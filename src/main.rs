//! Sitetree main entry point
//!
//! `serve` runs the crawler server; the other subcommands talk to one.

use anyhow::Context;
use clap::{Parser, Subcommand};
use std::path::PathBuf;
use std::sync::Arc;
use sitetree::client::{CrawlerClient, DEFAULT_SERVER};
use sitetree::config::{load_config_with_hash, Config};
use sitetree::crawler::{CrawlerRegistry, HttpDiscovery};
use sitetree::{server, tree};
use tokio::net::TcpListener;
use tracing_subscriber::EnvFilter;

/// Sitetree: a concurrent site-map builder
///
/// Crawls sites on request and keeps a tree of every URL path found on
/// each one. Start a server with `serve`, then drive it with `start`,
/// `stop` and `list`.
#[derive(Parser, Debug)]
#[command(name = "sitetree")]
#[command(version)]
#[command(about = "A concurrent site-map builder", long_about = None)]
struct Cli {
    /// Increase logging verbosity (-v, -vv, -vvv)
    #[arg(short, long, global = true, action = clap::ArgAction::Count)]
    verbose: u8,

    /// Suppress non-error output
    #[arg(short, long, global = true, conflicts_with = "verbose")]
    quiet: bool,

    #[command(subcommand)]
    command: Command,
}

#[derive(Subcommand, Debug)]
enum Command {
    /// Run the crawler server
    Serve {
        /// Path to TOML configuration file
        #[arg(value_name = "CONFIG")]
        config: PathBuf,
    },

    /// Start crawling a site
    Start {
        site: String,
        #[arg(long, default_value = DEFAULT_SERVER)]
        addr: String,
    },

    /// Stop crawling a site
    Stop {
        site: String,
        #[arg(long, default_value = DEFAULT_SERVER)]
        addr: String,
    },

    /// Print the tree built for a site
    List {
        site: String,
        #[arg(long, default_value = DEFAULT_SERVER)]
        addr: String,
    },

    /// Print every site the server knows
    Sites {
        #[arg(long, default_value = DEFAULT_SERVER)]
        addr: String,
    },
}

#[tokio::main]
async fn main() -> anyhow::Result<()> {
    let cli = Cli::parse();

    setup_logging(cli.verbose, cli.quiet);

    match cli.command {
        Command::Serve { config } => {
            tracing::info!("Loading configuration from: {}", config.display());
            let (config, hash) = load_config_with_hash(&config)
                .with_context(|| format!("Failed to load configuration {}", config.display()))?;
            tracing::info!("Configuration loaded successfully (hash: {})", hash);
            handle_serve(config).await?;
        }
        Command::Start { site, addr } => {
            let message = CrawlerClient::new(&addr)?.start(&site).await?;
            println!("{}", message);
        }
        Command::Stop { site, addr } => {
            let message = CrawlerClient::new(&addr)?.stop(&site).await?;
            println!("{}", message);
        }
        Command::List { site, addr } => handle_list(&addr, &site).await?,
        Command::Sites { addr } => {
            for site in CrawlerClient::new(&addr)?.sites().await? {
                println!("{}", site);
            }
        }
    }

    Ok(())
}

/// Sets up the logging/tracing subscriber based on verbosity level
fn setup_logging(verbose: u8, quiet: bool) {
    let filter = if quiet {
        EnvFilter::new("error")
    } else {
        match verbose {
            0 => EnvFilter::new("sitetree=info,warn"),
            1 => EnvFilter::new("sitetree=debug,tower_http=debug,info"),
            2 => EnvFilter::new("sitetree=trace,debug"),
            _ => EnvFilter::new("trace"),
        }
    };

    tracing_subscriber::fmt()
        .with_env_filter(filter)
        .with_target(false)
        .with_thread_ids(false)
        .with_file(false)
        .init();
}

/// Runs the server until Ctrl-C
async fn handle_serve(config: Config) -> anyhow::Result<()> {
    tracing::info!(
        "Workers per crawl: {}, queue capacity: {}, concurrent requests: {}",
        config.crawler.workers,
        config.crawler.queue_capacity,
        config.crawler.max_concurrent_requests
    );

    let discovery = HttpDiscovery::new(&config)?;
    let registry = Arc::new(CrawlerRegistry::new(
        config.crawler.clone(),
        Arc::new(discovery),
    ));

    let listener = TcpListener::bind(&config.server.listen_addr)
        .await
        .with_context(|| format!("Failed to bind {}", config.server.listen_addr))?;

    server::serve(registry, listener, async {
        if let Err(e) = tokio::signal::ctrl_c().await {
            tracing::error!("Failed to listen for Ctrl-C: {}", e);
        }
        tracing::info!("Shutdown requested");
    })
    .await?;

    Ok(())
}

async fn handle_list(addr: &str, site: &str) -> anyhow::Result<()> {
    let Some(listing) = CrawlerClient::new(addr)?.list(site).await? else {
        println!("No crawler for {}", site);
        return Ok(());
    };

    println!("Site: {}", listing.site);
    println!("Status: {}", listing.status);
    println!("Started: {}", listing.started_at.to_rfc3339());
    if let Some(finished) = listing.finished_at {
        println!("Finished: {}", finished.to_rfc3339());
    }
    println!("URLs processed: {}", listing.urls_processed);
    println!("Nodes: {}", listing.tree.node_count());
    println!();
    println!("{}", listing.tree.name);
    print!("{}", tree::render(&listing.tree));

    Ok(())
}
use crate::state::CrawlStatus;
use chrono::{DateTime, Utc};
use serde::{Deserialize, Serialize};
use std::collections::HashSet;

/// An owned, serializable copy of a (sub)tree
#[derive(Debug, Clone, PartialEq, Eq, Serialize, Deserialize)]
pub struct TreeSnapshot {
    pub name: String,
    #[serde(default)]
    pub children: Vec<TreeSnapshot>,
}

impl TreeSnapshot {
    /// Creates a leaf
    pub fn leaf(name: impl Into<String>) -> Self {
        Self {
            name: name.into(),
            children: Vec::new(),
        }
    }

    /// Looks up a direct child by name
    pub fn child(&self, name: &str) -> Option<&TreeSnapshot> {
        self.children.iter().find(|child| child.name == name)
    }

    /// Total number of nodes, including this one
    pub fn node_count(&self) -> usize {
        1 + self
            .children
            .iter()
            .map(TreeSnapshot::node_count)
            .sum::<usize>()
    }

    /// Every node below the root as a `/`-joined path, sorted
    pub fn paths(&self) -> Vec<String> {
        let mut paths = Vec::new();
        for child in &self.children {
            child.collect_paths("", &mut paths);
        }
        paths.sort();
        paths
    }

    /// Returns the path of the first parent found with two children of the same name
    ///
    /// A tree built by [`crate::tree::Node::insert`] never has one; this exists
    /// to check that.
    pub fn find_duplicate(&self) -> Option<String> {
        self.find_duplicate_below(&self.name)
    }

    fn find_duplicate_below(&self, path: &str) -> Option<String> {
        let mut seen = HashSet::new();
        for child in &self.children {
            if !seen.insert(child.name.as_str()) {
                return Some(format!("{}/{}", path, child.name));
            }
        }

        self.children.iter().find_map(|child| {
            child.find_duplicate_below(&format!("{}/{}", path, child.name))
        })
    }

    fn collect_paths(&self, prefix: &str, out: &mut Vec<String>) {
        let path = if prefix.is_empty() {
            self.name.clone()
        } else {
            format!("{}/{}", prefix, self.name)
        };
        for child in &self.children {
            child.collect_paths(&path, out);
        }
        out.push(path);
    }
}

/// What `list` returns for a site: the tree plus the session's progress
#[derive(Debug, Clone, PartialEq, Serialize, Deserialize)]
pub struct TreeListing {
    pub site: String,
    pub status: CrawlStatus,
    pub started_at: DateTime<Utc>,
    pub finished_at: Option<DateTime<Utc>>,
    pub urls_processed: u64,
    pub tree: TreeSnapshot,
}
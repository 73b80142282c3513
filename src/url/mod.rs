//! URL handling module for Sitetree
//!
//! This module turns URLs into the keys the crawler works with: path
//! segments for the tree, site keys for the registry, and normalized links
//! for the discovery producer's visited set.

mod domain;
mod normalize;
mod segments;

// Re-export main functions
pub use domain::extract_domain;
pub use normalize::{normalize_link, normalize_site};
pub use segments::{decompose, split_path};
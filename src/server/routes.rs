//! Request handlers for the crawler API

use crate::crawler::{CrawlerRegistry, StartOutcome};
use crate::server::{Reply, SitesReply};
use crate::tree;
use crate::url::normalize_site;
use axum::{
    extract::{Path, State},
    http::{header::CONTENT_TYPE, StatusCode},
    response::{IntoResponse, Response},
    Json,
};
use std::sync::Arc;

/// `POST /crawlers/:site/start`
pub async fn start_crawler(
    State(registry): State<Arc<CrawlerRegistry>>,
    Path(site): Path<String>,
) -> (StatusCode, Json<Reply>) {
    match registry.start(&site).await {
        Ok(StartOutcome::AlreadyRunning { site }) => (
            StatusCode::OK,
            Json(Reply::new(format!("Crawler {} already running", site))),
        ),
        Ok(outcome) => (
            StatusCode::OK,
            Json(Reply::new(format!("Started Crawler {}", outcome.site()))),
        ),
        Err(e) => {
            tracing::warn!("Rejected start for {}: {}", site, e);
            (
                StatusCode::BAD_REQUEST,
                Json(Reply::new(format!("Cannot start crawler {}: {}", site, e))),
            )
        }
    }
}

/// `POST /crawlers/:site/stop`; succeeds whether or not the site is known
pub async fn stop_crawler(
    State(registry): State<Arc<CrawlerRegistry>>,
    Path(site): Path<String>,
) -> Json<Reply> {
    let outcome = registry.stop(&site).await;
    tracing::debug!("Stop {}: {:?}", site, outcome);

    let key = normalize_site(&site).unwrap_or(site);
    Json(Reply::new(format!("Stopped Crawler {}", key)))
}

/// `GET /crawlers/:site`: the encoded listing, or `204 No Content` for an unknown site
pub async fn list_tree(
    State(registry): State<Arc<CrawlerRegistry>>,
    Path(site): Path<String>,
) -> Response {
    let Some(listing) = registry.list(&site).await else {
        return StatusCode::NO_CONTENT.into_response();
    };

    match tree::encode(&listing) {
        Ok(bytes) => ([(CONTENT_TYPE, "application/octet-stream")], bytes).into_response(),
        Err(e) => {
            tracing::error!("Failed to encode tree for {}: {}", site, e);
            (StatusCode::INTERNAL_SERVER_ERROR, e.to_string()).into_response()
        }
    }
}

/// `GET /crawlers`
pub async fn list_sites(State(registry): State<Arc<CrawlerRegistry>>) -> Json<SitesReply> {
    Json(SitesReply {
        sites: registry.sites().await,
    })
}
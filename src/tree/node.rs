//! Concurrent path-segment tree
//!
//! Each node owns its child list behind its own mutex. Inserting a path
//! locks one parent at a time: "scan children, append if absent" runs as a
//! single critical section, and the descent into the child happens after the
//! guard is released. Writers under different parents never contend, and two
//! writers racing to create the same name under one parent always end up
//! sharing a single child.

use crate::tree::TreeSnapshot;
use std::sync::{Arc, Mutex, MutexGuard, PoisonError};

/// A node in the site tree, named after one URL path segment
#[derive(Debug)]
pub struct Node {
    name: String,
    children: Mutex<Vec<Arc<Node>>>,
}

impl Node {
    /// Creates a node with no children
    pub fn new(name: impl Into<String>) -> Self {
        Self {
            name: name.into(),
            children: Mutex::new(Vec::new()),
        }
    }

    /// The segment name (or the site key, for the root)
    pub fn name(&self) -> &str {
        &self.name
    }

    /// Inserts a segment sequence below this node
    ///
    /// Existing nodes are reused, so inserting the same path twice leaves the
    /// tree unchanged. An empty segment stops the insertion at that point
    /// without creating anything further.
    ///
    /// # Returns
    ///
    /// The number of nodes this call created.
    ///
    /// # Example
    ///
    /// ```
    /// use sitetree::tree::Node;
    ///
    /// let root = Node::new("example.com");
    /// assert_eq!(root.insert(&["a", "b"]), 2);
    /// assert_eq!(root.insert(&["a", "c"]), 1);
    /// assert_eq!(root.insert(&["a", "b"]), 0);
    /// assert_eq!(root.node_count(), 4);
    /// ```
    pub fn insert<S: AsRef<str>>(&self, segments: &[S]) -> usize {
        let mut created = 0;
        let mut current: Option<Arc<Node>> = None;

        for segment in segments {
            let name = segment.as_ref();
            if name.is_empty() {
                break;
            }

            let parent = current.as_deref().unwrap_or(self);
            let (child, is_new) = parent.find_or_create(name);
            if is_new {
                tracing::trace!("Added {} under {}", name, parent.name);
                created += 1;
            }
            current = Some(child);
        }

        created
    }

    /// Looks up a direct child by name
    pub fn child(&self, name: &str) -> Option<Arc<Node>> {
        self.lock_children()
            .iter()
            .find(|child| child.name == name)
            .cloned()
    }

    /// Returns a copy of the current child list, in insertion order
    pub fn children(&self) -> Vec<Arc<Node>> {
        self.lock_children().clone()
    }

    /// Number of direct children
    pub fn child_count(&self) -> usize {
        self.lock_children().len()
    }

    /// Total number of nodes in this subtree, including this one
    pub fn node_count(&self) -> usize {
        1 + self
            .children()
            .iter()
            .map(|child| child.node_count())
            .sum::<usize>()
    }

    /// Takes an owned copy of this subtree
    ///
    /// Only one child list is locked at a time, so the copy is not atomic with
    /// respect to concurrent inserts: it may include some paths inserted while
    /// it was being taken and miss others. Every node it contains did exist.
    pub fn snapshot(&self) -> TreeSnapshot {
        TreeSnapshot {
            name: self.name.clone(),
            children: self
                .children()
                .iter()
                .map(|child| child.snapshot())
                .collect(),
        }
    }

    fn find_or_create(&self, name: &str) -> (Arc<Node>, bool) {
        let mut children = self.lock_children();
        if let Some(existing) = children.iter().find(|child| child.name == name) {
            return (Arc::clone(existing), false);
        }

        let child = Arc::new(Node::new(name));
        children.push(Arc::clone(&child));
        (child, true)
    }

    // Child lists are append-only, so a panic while holding the guard cannot
    // leave one half-written.
    fn lock_children(&self) -> MutexGuard<'_, Vec<Arc<Node>>> {
        self.children.lock().unwrap_or_else(PoisonError::into_inner)
    }
}
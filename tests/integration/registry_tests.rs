//! Integration tests for the crawler registry
//!
//! Discovery is replaced by scripted producers so the tree contents are
//! known in advance and the tests exercise only the queue, the worker pool
//! and the session lifecycle.

use async_trait::async_trait;
use sitetree::config::CrawlerConfig;
use sitetree::crawler::{CrawlSession, StartOutcome, StopOutcome};
use sitetree::{CrawlStatus, CrawlerRegistry, Discovery, Result, UrlSink};
use std::collections::BTreeSet;
use std::sync::Arc;
use std::time::Duration;

/// Sends `https://{site}/{path}` for each path, then finishes
struct Scripted {
    paths: Vec<String>,
}

impl Scripted {
    fn new<S: Into<String>>(paths: impl IntoIterator<Item = S>) -> Arc<Self> {
        Arc::new(Self {
            paths: paths.into_iter().map(Into::into).collect(),
        })
    }
}

#[async_trait]
impl Discovery for Scripted {
    async fn discover(&self, site: &str, sink: UrlSink) -> Result<()> {
        for path in &self.paths {
            if !sink.send(format!("https://{}/{}", site, path)).await {
                break;
            }
        }
        Ok(())
    }
}

/// Sends its paths, then stays open until the session is stopped
struct HoldOpen {
    paths: Vec<&'static str>,
}

#[async_trait]
impl Discovery for HoldOpen {
    async fn discover(&self, site: &str, sink: UrlSink) -> Result<()> {
        for path in &self.paths {
            sink.send(format!("https://{}/{}", site, path)).await;
        }
        sink.cancelled().await;
        Ok(())
    }
}

fn crawler_config(workers: usize, queue_capacity: usize) -> CrawlerConfig {
    CrawlerConfig {
        workers,
        queue_capacity,
        ..CrawlerConfig::default()
    }
}

async fn finished(session: &CrawlSession) -> CrawlStatus {
    tokio::time::timeout(Duration::from_secs(10), session.wait())
        .await
        .expect("crawl did not reach a terminal status")
}

/// Every prefix of every path, as `TreeSnapshot::paths` reports them
fn expected_paths(paths: &[String]) -> Vec<String> {
    let mut expected = BTreeSet::new();
    for path in paths {
        let segments: Vec<&str> = path.split('/').collect();
        for end in 1..=segments.len() {
            expected.insert(segments[..end].join("/"));
        }
    }
    expected.into_iter().collect()
}

#[tokio::test(flavor = "multi_thread", worker_threads = 4)]
async fn test_duplicate_urls_share_nodes() {
    let registry = CrawlerRegistry::new(
        crawler_config(4, 100),
        Scripted::new(["a/b", "a/c", "a/b"]),
    );

    let outcome = registry.start("example.com").await.unwrap();
    assert_eq!(outcome.site(), "example.com");

    let session = registry.session("example.com").await.unwrap();
    assert_eq!(finished(&session).await, CrawlStatus::Completed);

    let listing = registry.list("example.com").await.unwrap();
    assert_eq!(listing.tree.name, "example.com");
    assert_eq!(listing.tree.children.len(), 1);

    let a = listing.tree.child("a").unwrap();
    let mut names: Vec<&str> = a.children.iter().map(|c| c.name.as_str()).collect();
    names.sort();
    assert_eq!(names, vec!["b", "c"]);
    assert_eq!(listing.tree.node_count(), 4);
}

#[tokio::test(flavor = "multi_thread", worker_threads = 8)]
async fn test_overlapping_urls_build_unique_complete_tree() {
    let mut paths = Vec::new();
    // Every round repeats the same paths so workers race on each node
    for _round in 0..5 {
        for section in 0..8 {
            for item in 0..25 {
                paths.push(format!("docs/{}/items/{}", section, item));
            }
        }
    }
    paths.push("about".to_string());

    let registry = CrawlerRegistry::new(crawler_config(32, 8), Scripted::new(paths.clone()));
    registry.start("example.com").await.unwrap();

    let session = registry.session("example.com").await.unwrap();
    assert_eq!(finished(&session).await, CrawlStatus::Completed);
    assert_eq!(session.stats().processed(), paths.len() as u64);

    let listing = registry.list("example.com").await.unwrap();
    assert_eq!(listing.tree.find_duplicate(), None);
    assert_eq!(listing.tree.paths(), expected_paths(&paths));
}

#[tokio::test(flavor = "multi_thread", worker_threads = 4)]
async fn test_workers_all_exit_when_discovery_ends() {
    let registry = CrawlerRegistry::new(
        crawler_config(100, 100),
        Scripted::new((0..500).map(|i| format!("p/{}", i))),
    );
    registry.start("example.com").await.unwrap();

    let session = registry.session("example.com").await.unwrap();
    assert_eq!(finished(&session).await, CrawlStatus::Completed);
    assert_eq!(session.active_workers(), 0);

    let listing = registry.list("example.com").await.unwrap();
    assert!(listing.finished_at.is_some());
    assert_eq!(listing.urls_processed, 500);
    assert_eq!(listing.tree.child("p").unwrap().children.len(), 500);
}

#[tokio::test(flavor = "multi_thread", worker_threads = 4)]
async fn test_stop_keeps_partial_tree() {
    let registry = CrawlerRegistry::new(
        crawler_config(4, 10),
        Arc::new(HoldOpen {
            paths: vec!["x", "y/z", "y/w"],
        }),
    );
    registry.start("example.com").await.unwrap();
    let session = registry.session("example.com").await.unwrap();

    tokio::time::timeout(Duration::from_secs(5), async {
        while session.stats().processed() < 3 {
            tokio::time::sleep(Duration::from_millis(5)).await;
        }
    })
    .await
    .expect("workers did not process the queued URLs");
    assert_eq!(session.status(), CrawlStatus::Running);

    assert_eq!(registry.stop("example.com").await, StopOutcome::Stopping);
    assert_eq!(finished(&session).await, CrawlStatus::Stopped);
    assert_eq!(session.active_workers(), 0);

    let listing = registry.list("example.com").await.unwrap();
    assert_eq!(listing.status, CrawlStatus::Stopped);
    assert_eq!(listing.tree.paths(), vec!["x", "y", "y/w", "y/z"]);
}

#[tokio::test]
async fn test_second_stop_is_a_no_op() {
    let registry = CrawlerRegistry::new(
        crawler_config(2, 2),
        Arc::new(HoldOpen { paths: vec!["a"] }),
    );
    registry.start("example.com").await.unwrap();
    let session = registry.session("example.com").await.unwrap();

    assert_eq!(registry.stop("example.com").await, StopOutcome::Stopping);
    assert_eq!(finished(&session).await, CrawlStatus::Stopped);

    let before = registry.list("example.com").await.unwrap();
    assert_eq!(
        registry.stop("example.com").await,
        StopOutcome::AlreadyFinished
    );
    let after = registry.list("example.com").await.unwrap();

    assert_eq!(after.status, CrawlStatus::Stopped);
    assert_eq!(after.tree, before.tree);
    assert_eq!(after.finished_at, before.finished_at);
}

#[tokio::test]
async fn test_unknown_site() {
    let registry = CrawlerRegistry::new(crawler_config(2, 2), Scripted::new(["a"]));

    assert!(registry.list("nope.com").await.is_none());
    assert_eq!(registry.stop("nope.com").await, StopOutcome::NotFound);
    assert!(registry.sites().await.is_empty());
}

#[tokio::test(flavor = "multi_thread", worker_threads = 4)]
async fn test_sessions_are_independent() {
    let registry = CrawlerRegistry::new(crawler_config(4, 4), Scripted::new(["shared/page"]));

    registry.start("one.example.com").await.unwrap();
    registry.start("two.example.com").await.unwrap();

    for site in ["one.example.com", "two.example.com"] {
        let session = registry.session(site).await.unwrap();
        assert_eq!(finished(&session).await, CrawlStatus::Completed);

        let listing = registry.list(site).await.unwrap();
        assert_eq!(listing.tree.name, site);
        assert_eq!(listing.tree.paths(), vec!["shared", "shared/page"]);
    }

    assert_eq!(
        registry.sites().await,
        vec!["one.example.com", "two.example.com"]
    );
}

#[tokio::test(flavor = "multi_thread", worker_threads = 4)]
async fn test_restart_after_completion_builds_fresh_tree() {
    let registry = CrawlerRegistry::new(crawler_config(2, 4), Scripted::new(["a/b"]));

    registry.start("example.com").await.unwrap();
    let first = registry.session("example.com").await.unwrap();
    assert_eq!(finished(&first).await, CrawlStatus::Completed);

    let outcome = registry.start("https://example.com").await.unwrap();
    assert_eq!(
        outcome,
        StartOutcome::Restarted {
            site: "example.com".to_string()
        }
    );

    let second = registry.session("example.com").await.unwrap();
    assert!(!Arc::ptr_eq(&first, &second));
    assert_eq!(finished(&second).await, CrawlStatus::Completed);
    assert_eq!(second.snapshot().paths(), vec!["a", "a/b"]);
}
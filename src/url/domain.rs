use url::Url;

/// Extracts the site key of a URL: its lowercase host, plus the port when one is given
///
/// # Examples
///
/// ```
/// use url::Url;
/// use sitetree::url::extract_domain;
///
/// let url = Url::parse("https://EXAMPLE.COM/path").unwrap();
/// assert_eq!(extract_domain(&url), Some("example.com".to_string()));
///
/// let url = Url::parse("http://127.0.0.1:8080/").unwrap();
/// assert_eq!(extract_domain(&url), Some("127.0.0.1:8080".to_string()));
/// ```
pub fn extract_domain(url: &Url) -> Option<String> {
    let host = url.host_str()?.to_lowercase();
    match url.port() {
        Some(port) => Some(format!("{}:{}", host, port)),
        None => Some(host),
    }
}
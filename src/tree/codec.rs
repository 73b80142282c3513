//! Wire encoding for tree listings: MessagePack, then zstd

use crate::tree::TreeListing;
use thiserror::Error;

/// Errors raised while encoding or decoding a listing
#[derive(Debug, Error)]
pub enum CodecError {
    #[error("MessagePack encode error: {0}")]
    Encode(#[from] rmp_serde::encode::Error),

    #[error("MessagePack decode error: {0}")]
    Decode(#[from] rmp_serde::decode::Error),

    #[error("Zstd error: {0}")]
    Compression(#[from] std::io::Error),
}

/// Serializes and compresses a listing for transport
pub fn encode(listing: &TreeListing) -> Result<Vec<u8>, CodecError> {
    let bytes = rmp_serde::to_vec_named(listing)?;
    let compressed = zstd::encode_all(&bytes[..], 0)?;

    tracing::debug!(
        "Encoded listing for {}: {} bytes, {} compressed",
        listing.site,
        bytes.len(),
        compressed.len()
    );

    Ok(compressed)
}

/// Reverses [`encode`]
pub fn decode(bytes: &[u8]) -> Result<TreeListing, CodecError> {
    let decompressed = zstd::decode_all(bytes)?;
    Ok(rmp_serde::from_slice(&decompressed)?)
}
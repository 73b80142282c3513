//! The seam between a crawl session and whatever finds its URLs
//!
//! A [`Discovery`] implementation walks a site and pushes every absolute URL
//! it visits into a [`UrlSink`]. The sink is the producer end of the
//! session's bounded queue: a full queue makes `send` wait, which throttles
//! discovery to the speed of the tree-building workers. The queue closes
//! once every clone of the sink has been dropped.

use crate::Result;
use async_trait::async_trait;
use tokio::sync::mpsc;
use tokio_util::sync::CancellationToken;

/// A producer of URLs for one site
#[async_trait]
pub trait Discovery: Send + Sync {
    /// Walks `site`, sending each visited URL to `sink`
    ///
    /// Implementations should stop issuing new visits once
    /// [`UrlSink::should_continue`] returns false, and return once their
    /// traversal has finished. Returning an error marks the session failed.
    async fn discover(&self, site: &str, sink: UrlSink) -> Result<()>;
}

/// Producer handle for a session's URL queue
///
/// Cancellation is advisory: it makes `send` give up and
/// `should_continue` return false, but nothing interrupts a visit the
/// producer has already started.
#[derive(Debug, Clone)]
pub struct UrlSink {
    tx: mpsc::Sender<String>,
    cancel: CancellationToken,
}

impl UrlSink {
    pub fn new(tx: mpsc::Sender<String>, cancel: CancellationToken) -> Self {
        Self { tx, cancel }
    }

    /// Queues a URL, waiting for space if the queue is full
    ///
    /// # Returns
    ///
    /// * `true` - The URL was queued
    /// * `false` - The session is stopping or its workers are gone; the URL was dropped
    pub async fn send(&self, url: impl Into<String>) -> bool {
        if self.cancel.is_cancelled() {
            return false;
        }

        let url = url.into();
        tokio::select! {
            biased;
            _ = self.cancel.cancelled() => false,
            sent = self.tx.send(url) => sent.is_ok(),
        }
    }

    /// Whether the producer should keep visiting links
    pub fn should_continue(&self) -> bool {
        !self.cancel.is_cancelled() && !self.tx.is_closed()
    }

    /// Resolves once the session has been asked to stop
    pub async fn cancelled(&self) {
        self.cancel.cancelled().await
    }
}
● ● ● ● ●
- [Problem statement]:
Using the records above, repeat exactly the lines from the first one through the line with "let (config, hash)".

- [Output]:
filename src/main.rs
//! Sitetree main entry point
//!
//! `serve` runs the crawler server; the other subcommands talk to one.

use anyhow::Context;
use clap::{Parser, Subcommand};
use std::path::PathBuf;
use std::sync::Arc;
use sitetree::client::{CrawlerClient, DEFAULT_SERVER};
use sitetree::config::{load_config_with_hash, Config};
use sitetree::crawler::{CrawlerRegistry, HttpDiscovery};
use sitetree::{server, tree};
use tokio::net::TcpListener;
use tracing_subscriber::EnvFilter;

/// Sitetree: a concurrent site-map builder
///
/// Crawls sites on request and keeps a tree of every URL path found on
/// each one. Start a server with `serve`, then drive it with `start`,
/// `stop` and `list`.
#[derive(Parser, Debug)]
#[command(name = "sitetree")]
#[command(version)]
#[command(about = "A concurrent site-map builder", long_about = None)]
struct Cli {
    /// Increase logging verbosity (-v, -vv, -vvv)
    #[arg(short, long, global = true, action = clap::ArgAction::Count)]
    verbose: u8,

    /// Suppress non-error output
    #[arg(short, long, global = true, conflicts_with = "verbose")]
    quiet: bool,

    #[command(subcommand)]
    command: Command,
}

#[derive(Subcommand, Debug)]
enum Command {
    /// Run the crawler server
    Serve {
        /// Path to TOML configuration file
        #[arg(value_name = "CONFIG")]
        config: PathBuf,
    },

    /// Start crawling a site
    Start {
        site: String,
        #[arg(long, default_value = DEFAULT_SERVER)]
        addr: String,
    },

    /// Stop crawling a site
    Stop {
        site: String,
        #[arg(long, default_value = DEFAULT_SERVER)]
        addr: String,
    },

    /// Print the tree built for a site
    List {
        site: String,
        #[arg(long, default_value = DEFAULT_SERVER)]
        addr: String,
    },

    /// Print every site the server knows
    Sites {
        #[arg(long, default_value = DEFAULT_SERVER)]
        addr: String,
    },
}

#[tokio::main]
async fn main() -> anyhow::Result<()> {
    let cli = Cli::parse();

    setup_logging(cli.verbose, cli.quiet);

    match cli.command {
        Command::Serve { config } => {
            tracing::info!("Loading configuration from: {}", config.display());
            let (config, hash) = load_config_with_hash(&config)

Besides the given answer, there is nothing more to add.